Une autre grande force des parcs linéaires, c'est leur grande diversité. Chaque piste possède ses traits distinctifs. À Lévis, le Parcours de l'Anse suit, sur une quinzaine de kilomètres, le littoral du Saint-Laurent, procurant des vues incroyables sur le Vieux-Québec. La Vélopiste Jacques-Cartier-Portneuf combine paysages agricoles, immersion en pleine nature et villages charmants, comme celui de Saint-Raymond. Le Petit Témis épouse les contours du majestueux lac Témiscouata sur 28 km, empruntant trois longues passerelles de bois surplombant les eaux. Sur le P'tit train du Nord, gares d'époque, villages pittoresques et vue sur la rivière du Nord procurent bonheur et plaisirs.

Certaines pistes sont même victimes de leur popularité. «Vu notre fréquentation très élevée, on étudie la possibilité d'élargir la surface de roulement dans certaines sections», affirme M. Licata, du P'tit train du Nord.

À l'opposé, certains corridors verts assurent encore une très grande tranquillité à ses utilisateurs. C'est le cas de la Ligne du Mocassin, une piste de 45 km reliant Ville-Marie à Angliers, en Abitibi-Témiscamingue. «En pédalant, vous avez plus de chance de croiser un ours qu'un humain», rigole Simon Laquerre, de la Société de développement du Témiscamingue.

Un réseau qui grandit

Plus de 20 ans après les premières reconversions, des emprises ferroviaires abandonnées attendent toujours l'arrivée des sportifs à deux roues. C'est le cas notamment en Montérégie, où il reste encore quelques secteurs à développer, surtout dans le Haut-Saint-Laurent.

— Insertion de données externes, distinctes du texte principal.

// Copyright 2026 the Ponder Authors
// SPDX-License-Identifier: Apache-2.0 OR MIT

//! Quadtree basics.
//!
//! Build a small tree, run nearest-neighbor and range queries, and walk
//! the structure.
//!
//! Run:
//! - `cargo run -p ponder_demos --example quadtree_basics`

use kurbo::{Point, Rect};
use ponder_quadtree::{QuadTree, Visit};

fn main() {
    let cities = [
        ("Lighthouse", Point::new(12.0, 87.0)),
        ("Harborview", Point::new(15.0, 82.0)),
        ("Milltown", Point::new(64.0, 23.0)),
        ("Crossing", Point::new(58.0, 31.0)),
        ("Summit", Point::new(91.0, 95.0)),
    ];

    let tree = QuadTree::build(
        cities,
        Rect::new(0.0, 0.0, 100.0, 100.0),
        |c: &(&str, Point)| c.1,
        1.0,
    )
    .unwrap();
    println!("inserted {} items", tree.len());

    // Nearest neighbor to a probe point
    let ((name, pos), distance) = tree.nearest(60.0, 30.0, None).unwrap();
    println!("nearest to (60, 30): {name} at {pos:?}, distance {distance:.2}");

    // Everything in the northwest quarter
    let northwest = tree.in_region(Rect::new(0.0, 50.0, 50.0, 100.0));
    println!("in the northwest: {:?}", northwest.iter().map(|c| c.0).collect::<Vec<_>>());

    // Within 10 units of Milltown
    let nearby = tree.in_circle(64.0, 23.0, 10.0);
    println!("near Milltown: {:?}", nearby.iter().map(|c| c.0).collect::<Vec<_>>());

    // Walk the structure, printing occupied regions
    tree.visit(|id, extent| {
        println!(
            "node {id:?}: extent {extent:?}, {} item(s)",
            tree.node_count(id)
        );
        Visit::Continue
    });
}
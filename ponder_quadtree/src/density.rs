// Copyright 2026 the Ponder Authors
// SPDX-License-Identifier: Apache-2.0 OR MIT

//! Outlier-aware density estimation over the tree.
//!
//! [`QuadTree::density_areas`] makes two passes. The first walks the whole
//! tree bottom-up, caching per-node centroids and raw densities and
//! accumulating the normalization statistics: a global density max/min and
//! an online mean/variance (Welford) over the densities of leaf-like
//! nodes. The second walks top-down and emits one [`AreaRecord`] per
//! unpruned node, containing nodes strictly before their descendants so
//! callers can draw larger regions first.

use alloc::vec;
use alloc::vec::Vec;
use core::f64::consts::{PI, SQRT_2};
use kurbo::{Point, Rect};

use crate::tree::{NodeKind, QuadTree};
use crate::types::{Coords, NodeId};
use crate::visit::Visit;

/// Default number of standard deviations from the mean leaf density used
/// to trim the standard-density normalization bounds.
pub const DEFAULT_OUTLIER_ALLOWANCE: f64 = 3.0;

#[cfg(feature = "std")]
#[inline]
fn sqrt(x: f64) -> f64 {
    x.sqrt()
}

#[cfg(all(not(feature = "std"), feature = "libm"))]
#[inline]
fn sqrt(x: f64) -> f64 {
    libm::sqrt(x)
}

/// Options for [`QuadTree::density_areas`].
#[derive(Copy, Clone, Debug)]
pub struct DensityOptions {
    /// Nodes whose width and height are both below this are pruned; a node
    /// whose dimensions are both below twice this is reported as a leaf.
    pub max_resolution: Option<f64>,
    /// Seed for the global max/min density, establishing a floor on the
    /// normalization range even when the data is sparser.
    pub base_density: Option<f64>,
    /// Normalize `relative_density` against zero rather than against the
    /// observed minimum density.
    pub min_as_zero: bool,
    /// Standard deviations of leaf density kept inside the trimmed bounds.
    pub outlier_allowance: f64,
}

impl Default for DensityOptions {
    fn default() -> Self {
        Self {
            max_resolution: None,
            base_density: None,
            min_as_zero: false,
            outlier_allowance: DEFAULT_OUTLIER_ALLOWANCE,
        }
    }
}

/// One region of the tree with derived density statistics.
///
/// Ephemeral: regenerated on every call to [`QuadTree::density_areas`],
/// never stored in the tree.
#[derive(Clone, Debug)]
pub struct AreaRecord {
    /// The node's extent.
    pub extent: Rect,
    /// Raw density (items per unit area; see the module docs for the leaf
    /// estimate).
    pub density: f64,
    /// Density scaled into the observed min..max range (or 0..max with
    /// [`DensityOptions::min_as_zero`]).
    pub relative_density: f64,
    /// Density scaled into the outlier-trimmed bounds.
    pub standard_density: f64,
    /// Mean position of the items beneath the node.
    pub centroid: Point,
    /// Whether the node is an actual leaf, or was forced into leaf status
    /// by `max_resolution`.
    pub is_leaf: bool,
    /// The originating node.
    pub node: NodeId,
}

/// Online mean and variance (Welford's algorithm).
#[derive(Clone, Copy, Debug, Default)]
struct Welford {
    n: usize,
    mean: f64,
    m2: f64,
}

impl Welford {
    fn push(&mut self, x: f64) {
        self.n += 1;
        let delta = x - self.mean;
        self.mean += delta / self.n as f64;
        self.m2 += delta * (x - self.mean);
    }

    fn mean(&self) -> f64 {
        self.mean
    }

    /// Sample variance (n - 1 divisor), defined as 0 for fewer than two
    /// observations to keep downstream arithmetic finite.
    fn sample_variance(&self) -> f64 {
        if self.n <= 1 {
            0.0
        } else {
            self.m2 / (self.n - 1) as f64
        }
    }
}

struct Pass1 {
    centroids: Vec<Option<Point>>,
    densities: Vec<Option<f64>>,
    max_density: Option<f64>,
    min_density: Option<f64>,
    leaf_stats: Welford,
}

fn pruned(extent: Rect, max_resolution: Option<f64>) -> bool {
    max_resolution.is_some_and(|mr| extent.width() < mr && extent.height() < mr)
}

fn leaf_like(is_actual_leaf: bool, extent: Rect, max_resolution: Option<f64>) -> bool {
    is_actual_leaf
        || max_resolution
            .is_some_and(|mr| extent.width() < 2.0 * mr && extent.height() < 2.0 * mr)
}

impl<I, C: Coords<I>> QuadTree<I, C> {
    /// Estimate per-region densities across the tree.
    ///
    /// Returns one record per node not pruned by
    /// [`DensityOptions::max_resolution`], with containing (larger) nodes
    /// strictly before their descendants. An empty tree yields no records.
    pub fn density_areas(&self, options: DensityOptions) -> Vec<AreaRecord> {
        let mut acc = Pass1 {
            centroids: vec![None; self.node_slots()],
            densities: vec![None; self.node_slots()],
            max_density: options.base_density,
            min_density: options.base_density,
            leaf_stats: Welford::default(),
        };
        self.density_pass1(NodeId::ROOT, self.extent(), options.max_resolution, &mut acc);

        let mean = acc.leaf_stats.mean();
        let sd = sqrt(acc.leaf_stats.sample_variance());
        let allowance = options.outlier_allowance;
        let max_density = acc.max_density.unwrap_or(0.0);
        let min_density = acc.min_density.unwrap_or(0.0);
        let floor = if options.min_as_zero { 0.0 } else { min_density };
        let lower = (mean - allowance * sd).max(floor);
        let upper = (mean + allowance * sd).min(max_density);

        let mut out = Vec::new();
        self.visit(|id, extent| {
            let node = self.node(id);
            if matches!(node.kind, NodeKind::Empty) || pruned(extent, options.max_resolution) {
                return Visit::Prune;
            }
            let density = acc.densities[id.idx()]
                .expect("pass 1 computed a density for every unpruned node");
            let centroid = acc.centroids[id.idx()]
                .expect("pass 1 computed a centroid for every nonempty node");
            let relative_density = if options.min_as_zero {
                safe_ratio(density, max_density)
            } else {
                safe_ratio(density - min_density, max_density - min_density)
            };
            let standard_density = safe_ratio(density - lower, upper - lower);
            out.push(AreaRecord {
                extent,
                density,
                relative_density,
                standard_density,
                centroid,
                is_leaf: leaf_like(
                    matches!(node.kind, NodeKind::Leaf(_)),
                    extent,
                    options.max_resolution,
                ),
                node: id,
            });
            Visit::Continue
        });
        out
    }

    /// Bottom-up statistics pass: centroids for every node (pruning does
    /// not apply, since a forced leaf's centroid still comes from its
    /// descendants), densities and normalization stats for unpruned nodes.
    fn density_pass1(
        &self,
        id: NodeId,
        extent: Rect,
        max_resolution: Option<f64>,
        acc: &mut Pass1,
    ) {
        let is_actual_leaf = match &self.node(id).kind {
            NodeKind::Empty => return,
            NodeKind::Leaf(items) => {
                let mut sum = kurbo::Vec2::ZERO;
                for item in items {
                    sum += self.coords().point(item).to_vec2();
                }
                acc.centroids[id.idx()] = Some((sum / items.len() as f64).to_point());
                true
            }
            NodeKind::Internal(children) => {
                let children = *children;
                for (qi, child) in children.iter().enumerate() {
                    if let Some(child) = child {
                        let sub = crate::geom::sub_extent(extent, crate::geom::Quadrant::ALL[qi]);
                        self.density_pass1(*child, sub, max_resolution, acc);
                    }
                }
                let mut sum = kurbo::Vec2::ZERO;
                let mut total = 0_usize;
                for child in children.iter().flatten() {
                    if let Some(c) = acc.centroids[child.idx()] {
                        let count = self.node_count(*child);
                        sum += c.to_vec2() * count as f64;
                        total += count;
                    }
                }
                if total > 0 {
                    acc.centroids[id.idx()] = Some((sum / total as f64).to_point());
                }
                false
            }
        };

        if pruned(extent, max_resolution) {
            return;
        }
        let density = self.node_density(id, extent, &acc.centroids);
        acc.densities[id.idx()] = Some(density);
        acc.max_density = Some(acc.max_density.map_or(density, |m| m.max(density)));
        acc.min_density = Some(acc.min_density.map_or(density, |m| m.min(density)));
        if leaf_like(is_actual_leaf, extent, max_resolution) {
            acc.leaf_stats.push(density);
        }
    }

    /// Raw density of one node.
    ///
    /// Internal nodes use items per extent area. Leaves use the mean item
    /// distance `m` to the centroid: a leaf tighter than
    /// `sqrt(2) * resolution_limit` is treated as one resolution cell
    /// (`count / resolution_limit^2`), anything looser as a disc of radius
    /// `m` (`count / (2 * pi * m^2)`).
    fn node_density(&self, id: NodeId, extent: Rect, centroids: &[Option<Point>]) -> f64 {
        let count = self.node_count(id) as f64;
        match &self.node(id).kind {
            NodeKind::Leaf(items) => {
                let centroid = centroids[id.idx()].expect("leaf centroid was just computed");
                let mut mean_dist = 0.0;
                for item in items {
                    mean_dist += self.coords().point(item).distance(centroid);
                }
                mean_dist /= items.len() as f64;
                if mean_dist < SQRT_2 * self.resolution_limit() {
                    count / (self.resolution_limit() * self.resolution_limit())
                } else {
                    count / (2.0 * PI * mean_dist * mean_dist)
                }
            }
            _ => count / (extent.width() * extent.height()),
        }
    }
}

/// `a / b`, or 0 when the divisor is zero or not finite.
fn safe_ratio(a: f64, b: f64) -> f64 {
    if b.is_finite() && b != 0.0 { a / b } else { 0.0 }
}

Là-bas, deux obstacles retardent l'achèvement du réseau: l'opposition au passage des cyclistes par certains agriculteurs et l'éternelle question du financement. Malgré tout, le réseau continue de s'allonger. À l'été, la MRC du Haut-Saint-Laurent se dotera d'une nouvelle piste cyclable de 17 km qui reliera Sainte-Martine à Ormstown. L'année suivante, ce lien se prolongera jusqu'à Huntingdon, pour 14,9 km de plus. Et ce n'est pas tout: une autre ex-voie ferrée sera aussi aménagée prochainement en piste, unissant Très-Saint-Sacrement à Saint-Chrysostome (12,4 km).

Ailleurs au Québec, d'autres projets sont sur les planches à dessin. Le parc linéaire du P'tit train du Nord souhaite la constitution d'une boucle avec le parc du Corridor aérobique (parcours de Morin Heights jusqu'à Amherst). Dans la MRC de Montmagny, des pressions s'effectuent pour prolonger la Cycloroute de Bellechasse, qui s'arrête à Armagh, vers l'est. À suivre.